Warning Signs and Prevention
Like mentioned above, one of the common threads between the majority of Alzheimer’s patients is age. As you get older, it is important to schedule regular visits with your primary care doctor and neurologist to check for warning signs. Alzheimer’s is also more common in those with a family history of the disorder, as well as those with “risk genes” and “deterministic genes”.
These are specific genes that have been found to put people at higher risk for developing the disease, and can be tested for at any point.
However, for people of any age experiencing unnatural trouble retaining memories or focusing on daily activities, it is important to see a doctor — these are the most common warning signs of Alzheimer’s and should be identified as early as possible.
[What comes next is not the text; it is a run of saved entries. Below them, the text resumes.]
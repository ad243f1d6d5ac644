//! Client configuration loaded from environment variables.
//!
//! # Environment Variables
//!
//! ## Optional
//! - `PORTFOLIO_API_URL` - Backend base URL (default: `http://localhost:5000`)
//! - `PORTFOLIO_SESSION_PATH` - Session file (default: `$HOME/.portfolio/session.json`)
//! - `PORTFOLIO_HTTP_TIMEOUT_SECS` - Request timeout (default: none)
//! - `PORTFOLIO_FORM_RESET_MS` - Delay before a submitted form clears (default: 3000)
//! - `SENTRY_DSN` - Sentry error tracking DSN
//! - `SENTRY_ENVIRONMENT` - Sentry environment name

use std::path::PathBuf;
use std::time::Duration;

use thiserror::Error;
use url::Url;

const DEFAULT_API_URL: &str = "http://localhost:5000";
const DEFAULT_FORM_RESET_MS: &str = "3000";
const SESSION_DIR: &str = ".portfolio";
const SESSION_FILE: &str = "session.json";
const FALLBACK_SESSION_FILE: &str = ".portfolio-session.json";

/// Configuration errors that can occur during loading.
#[derive(Debug, Error)]
pub enum ConfigError {
    #[error("Invalid environment variable {0}: {1}")]
    InvalidEnvVar(String, String),
}

/// Portfolio client configuration.
#[derive(Debug, Clone)]
pub struct ClientConfig {
    /// Backend base URL, always ending in `/`
    pub api_url: Url,
    /// Where the session is persisted between runs
    pub session_path: PathBuf,
    /// Per-request timeout; `None` keeps the transport default
    pub http_timeout: Option<Duration>,
    /// How long a succeeded form shows its confirmation before clearing
    pub form_reset_delay: Duration,
    /// Sentry DSN for error tracking
    pub sentry_dsn: Option<String>,
    /// Sentry environment (e.g., "development", "production")
    pub sentry_environment: Option<String>,
}

impl ClientConfig {
    /// Build a configuration for `api_url` with every other setting at its
    /// default.
    ///
    /// # Errors
    ///
    /// Returns `ConfigError::InvalidEnvVar` if `api_url` cannot serve as a
    /// base URL.
    pub fn new(api_url: &str, session_path: impl Into<PathBuf>) -> Result<Self, ConfigError> {
        Ok(Self {
            api_url: parse_base_url("PORTFOLIO_API_URL", api_url)?,
            session_path: session_path.into(),
            http_timeout: None,
            form_reset_delay: Duration::from_millis(3000),
            sentry_dsn: None,
            sentry_environment: None,
        })
    }

    /// Load configuration from environment variables.
    ///
    /// Calls `dotenvy::dotenv()` to load from `.env` file if present.
    ///
    /// # Errors
    ///
    /// Returns `ConfigError` if a variable is set to an unusable value.
    pub fn from_env() -> Result<Self, ConfigError> {
        // Load .env file if present (ignore errors if not found)
        let _ = dotenvy::dotenv();

        Self::from_lookup(|key| std::env::var(key).ok())
    }

    /// Load configuration through an arbitrary variable lookup.
    ///
    /// # Errors
    ///
    /// Returns `ConfigError` if a variable is set to an unusable value.
    pub fn from_lookup(lookup: impl Fn(&str) -> Option<String>) -> Result<Self, ConfigError> {
        let get_or_default =
            |key: &str, default: &str| lookup(key).unwrap_or_else(|| default.to_string());

        let api_url = parse_base_url(
            "PORTFOLIO_API_URL",
            &get_or_default("PORTFOLIO_API_URL", DEFAULT_API_URL),
        )?;

        let session_path = lookup("PORTFOLIO_SESSION_PATH").map_or_else(
            || default_session_path(lookup("HOME")),
            PathBuf::from,
        );

        let http_timeout = lookup("PORTFOLIO_HTTP_TIMEOUT_SECS")
            .map(|raw| {
                raw.trim()
                    .parse::<u64>()
                    .map(Duration::from_secs)
                    .map_err(|e| {
                        ConfigError::InvalidEnvVar(
                            "PORTFOLIO_HTTP_TIMEOUT_SECS".to_string(),
                            e.to_string(),
                        )
                    })
            })
            .transpose()?;

        let form_reset_delay = get_or_default("PORTFOLIO_FORM_RESET_MS", DEFAULT_FORM_RESET_MS)
            .trim()
            .parse::<u64>()
            .map(Duration::from_millis)
            .map_err(|e| {
                ConfigError::InvalidEnvVar("PORTFOLIO_FORM_RESET_MS".to_string(), e.to_string())
            })?;

        Ok(Self {
            api_url,
            session_path,
            http_timeout,
            form_reset_delay,
            sentry_dsn: lookup("SENTRY_DSN").filter(|dsn| !dsn.is_empty()),
            sentry_environment: lookup("SENTRY_ENVIRONMENT"),
        })
    }
}

/// Parse a base URL and make sure relative paths join beneath it.
fn parse_base_url(var_name: &str, raw: &str) -> Result<Url, ConfigError> {
    let mut url = Url::parse(raw.trim())
        .map_err(|e| ConfigError::InvalidEnvVar(var_name.to_string(), e.to_string()))?;

    if url.cannot_be_a_base() || !matches!(url.scheme(), "http" | "https") {
        return Err(ConfigError::InvalidEnvVar(
            var_name.to_string(),
            format!("{raw} is not an http(s) base URL"),
        ));
    }

    if !url.path().ends_with('/') {
        let path = format!("{}/", url.path());
        url.set_path(&path);
    }
    Ok(url)
}

fn default_session_path(home: Option<String>) -> PathBuf {
    home.filter(|home| !home.is_empty()).map_or_else(
        || PathBuf::from(FALLBACK_SESSION_FILE),
        |home| PathBuf::from(home).join(SESSION_DIR).join(SESSION_FILE),
    )
}

#[cfg(test)]
#[allow(clippy::unwrap_used)]
mod tests {
    use std::collections::HashMap;

    use super::*;

    fn load(vars: &[(&str, &str)]) -> Result<ClientConfig, ConfigError> {
        let vars: HashMap<String, String> = vars
            .iter()
            .map(|(k, v)| ((*k).to_string(), (*v).to_string()))
            .collect();
        ClientConfig::from_lookup(|key| vars.get(key).cloned())
    }

    #[test]
    fn test_defaults() {
        let config = load(&[("HOME", "/home/ada")]).unwrap();
        assert_eq!(config.api_url.as_str(), "http://localhost:5000/");
        assert_eq!(
            config.session_path,
            PathBuf::from("/home/ada/.portfolio/session.json")
        );
        assert!(config.http_timeout.is_none());
        assert_eq!(config.form_reset_delay, Duration::from_secs(3));
        assert!(config.sentry_dsn.is_none());
    }

    #[test]
    fn test_no_home_falls_back_to_working_directory() {
        let config = load(&[]).unwrap();
        assert_eq!(config.session_path, PathBuf::from(".portfolio-session.json"));
    }

    #[test]
    fn test_api_url_gets_trailing_slash() {
        let config = load(&[("PORTFOLIO_API_URL", "https://example.com/portfolio")]).unwrap();
        assert_eq!(config.api_url.as_str(), "https://example.com/portfolio/");
        assert_eq!(
            config.api_url.join("api/contact").unwrap().as_str(),
            "https://example.com/portfolio/api/contact"
        );
    }

    #[test]
    fn test_invalid_values() {
        assert!(matches!(
            load(&[("PORTFOLIO_API_URL", "not a url")]),
            Err(ConfigError::InvalidEnvVar(name, _)) if name == "PORTFOLIO_API_URL"
        ));
        assert!(matches!(
            load(&[("PORTFOLIO_API_URL", "mailto:someone@example.com")]),
            Err(ConfigError::InvalidEnvVar(..))
        ));
        assert!(matches!(
            load(&[("PORTFOLIO_HTTP_TIMEOUT_SECS", "soon")]),
            Err(ConfigError::InvalidEnvVar(name, _)) if name == "PORTFOLIO_HTTP_TIMEOUT_SECS"
        ));
    }

    #[test]
    fn test_optional_settings() {
        let config = load(&[
            ("PORTFOLIO_HTTP_TIMEOUT_SECS", "15"),
            ("PORTFOLIO_FORM_RESET_MS", "250"),
            ("SENTRY_DSN", "https://key@sentry.example/1"),
        ])
        .unwrap();
        assert_eq!(config.http_timeout, Some(Duration::from_secs(15)));
        assert_eq!(config.form_reset_delay, Duration::from_millis(250));
        assert!(config.sentry_dsn.is_some());
    }
}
While Alzheimer’s currently has no cure, scientists have found a few things that may delay it’s onset. These include maintaining a healthy weight,avoiding smoking, and getting regular exercise, which are recommended to prevent most diseases and disorders.
Coping with Alzheimer’s
For those living with Alzheimer’s, it is vital to develop healthy coping strategies to learn to live with the disease. Alzheimer’s does not have to prevent life as you know it and can be fought like any other illness. Some helpful tips include:
- Identifying new challenges and setting realistic goals
- Reducing stress by simplifying your lifestyle
- Relying on friends, family, and loved ones for support
- Avoiding triggers that make you feel worse
- Joining support groups and getting help from non-profits
- Staying as healthy and positive as possible
If you or a loved one has been diagnosed with Alzheimer’s and is looking for additional assistance, Social Security disability insurance (SSDI) may be an option. Social Security can provide monthly benefits to patients and families who are unable make ends meet due to their impairment.
For more information on SSDI or the application process, you can refer to the Social Security Administration’s website or speak with a Social Security disability attorney.
This January, educate friends and family about Alzheimer’s and participate however you can to help create an Alzheimer’s-free future.